Working my shoulders and glutes is one of my favorite types of workouts. Below is the circuit that I do once a week.
Enjoy and get moving!!!
Shoulder & Glutes Circuit
- Lateral Squats with the band (optional), add in lateral shoulder raises as shown in the video. 15 squats to the right, 15 squats to the left.
- 100 Mountain Climbers (optional gliders and perfect push-ups)
- Lateral Squats with single arm Cheerleader Press. 15 squats right, 15 squats left.
- Lateral Squats with shoulder flexion. Stop arms about the height of your chest. 15 squats right, 15 left.

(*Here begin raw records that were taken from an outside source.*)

use crate::{
    AuthConfig, CONFIG_DIR_ENV, ConfigError, ConfigErrorResult, DEFAULT_CONFIG_DIR,
    DatabaseConfig, LogLevel, LoggingConfig, MatchMode, SearchConfig, ServerConfig,
};

use std::path::PathBuf;
use std::str::FromStr;

use log::info;
use serde::Deserialize;

#[derive(Debug, Clone, Deserialize, Default)]
#[serde(default)]
pub struct Config {
    pub server: ServerConfig,
    pub database: DatabaseConfig,
    pub auth: AuthConfig,
    pub search: SearchConfig,
    pub logging: LoggingConfig,
}

impl Config {
    /// Load config with full production error handling.
    ///
    /// Loading order:
    /// 1. Check for DM_CONFIG_DIR env var, else use ./.dm/
    /// 2. Auto-create config directory if it doesn't exist
    /// 3. Load config.toml if it exists, else use defaults
    /// 4. Apply DM_* environment variable overrides
    ///
    /// Does NOT validate - call validate() after load().
    pub fn load() -> ConfigErrorResult<Self> {
        let config_dir = Self::config_dir()?;

        if !config_dir.exists() {
            std::fs::create_dir_all(&config_dir).map_err(|e| ConfigError::Io {
                path: config_dir.clone(),
                source: e,
            })?;
        }

        let config_path = config_dir.join("config.toml");

        let mut config = if config_path.exists() {
            Self::load_toml(&config_path)?
        } else {
            Config::default()
        };

        config.apply_env_overrides();

        Ok(config)
    }

    /// Load and parse TOML file with detailed error context.
    fn load_toml(path: &PathBuf) -> ConfigErrorResult<Self> {
        let contents = std::fs::read_to_string(path).map_err(|e| ConfigError::Io {
            path: path.clone(),
            source: e,
        })?;

        toml::from_str(&contents).map_err(|e| ConfigError::Toml {
            path: path.clone(),
            source: e,
        })
    }

    /// Get the config directory.
    /// Priority: DM_CONFIG_DIR env var > ./.dm/ (relative to cwd)
    pub fn config_dir() -> ConfigErrorResult<PathBuf> {
        if let Ok(dir) = std::env::var(CONFIG_DIR_ENV) {
            return Ok(PathBuf::from(dir));
        }

        Ok(PathBuf::from(DEFAULT_CONFIG_DIR))
    }

    /// Absolute-ish path of the SQLite file (config dir + database.file)
    pub fn database_path(&self) -> ConfigErrorResult<PathBuf> {
        Ok(Self::config_dir()?.join(&self.database.file))
    }

    /// Environment variables win over config.toml values.
    fn apply_env_overrides(&mut self) {
        if let Ok(host) = std::env::var("DM_SERVER_HOST") {
            self.server.host = host;
        }
        if let Some(port) = env_parse("DM_SERVER_PORT") {
            self.server.port = port;
        }
        if let Ok(file) = std::env::var("DM_DATABASE_FILE") {
            self.database.file = file;
        }
        if let Some(enabled) = env_parse("DM_AUTH_ENABLED") {
            self.auth.enabled = enabled;
        }
        if let Ok(admin) = std::env::var("DM_AUTH_DEFAULT_ADMIN") {
            self.auth.default_admin = admin;
        }
        if let Ok(mode) = std::env::var("DM_SEARCH_MATCH_MODE") {
            if let Ok(mode) = MatchMode::from_str(&mode) {
                self.search.match_mode = mode;
            } else {
                log::warn!("Ignoring invalid DM_SEARCH_MATCH_MODE: {}", mode);
            }
        }
        if let Some(case_sensitive) = env_parse("DM_SEARCH_CASE_SENSITIVE") {
            self.search.case_sensitive = case_sensitive;
        }
        if let Ok(level) = std::env::var("DM_LOG_LEVEL") {
            // FromStr never fails, unknown strings fall back to Info
            self.logging.level = LogLevel::from_str(&level).unwrap();
        }
        if let Some(colored) = env_parse("DM_LOG_COLORED") {
            self.logging.colored = colored;
        }
        if let Ok(file) = std::env::var("DM_LOG_FILE") {
            self.logging.file = Some(file);
        }
    }

    pub fn validate(&self) -> ConfigErrorResult<()> {
        self.server.validate()?;
        self.database.validate()?;
        self.auth.validate()?;

        Ok(())
    }

    pub fn bind_addr(&self) -> String {
        format!("{}:{}", self.server.host, self.server.port)
    }

    /// Log the effective configuration at startup
    pub fn log_summary(&self) {
        info!("Config: bind_addr={}", self.bind_addr());
        info!("Config: database.file={}", self.database.file);
        info!(
            "Config: auth.enabled={}, search.match_mode={:?}, search.case_sensitive={}",
            self.auth.enabled, self.search.match_mode, self.search.case_sensitive
        );
    }
}

fn env_parse<T: FromStr>(name: &str) -> Option<T> {
    std::env::var(name).ok().and_then(|s| s.parse().ok())
}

- Cheerleader Press (both arms together) 15 reps. Keep the arms slightly in front of you as you press up.
- Toe Taps: 30 back at an angle, 30 straight back, and 30 crossed back behind your standing leg like a curtsey. Curtsey pulses 30 reps. Be sure to sit low and to maintain the work of the standing/stabilizing leg.
- Lateral shoulder raises 15 reps.
- Toe Taps on other leg: 30 back at an angle, 30 straight back, and 30 crossed back behind your standing leg like a curtsey. Curtsey pulses 30 reps.
- Plie Squats with the Kettlebell. Place it on the ground for one rep, then pick it up on the next rep and repeat for a total of about 30 squats. Add in the V Raise as shown in the video as you stand tall.
- Marching with the band 40 reps.
Do this circuit 1x if you are a beginner, or short on time. Otherwise 2x for my intermediate followers, 3x for my advanced people.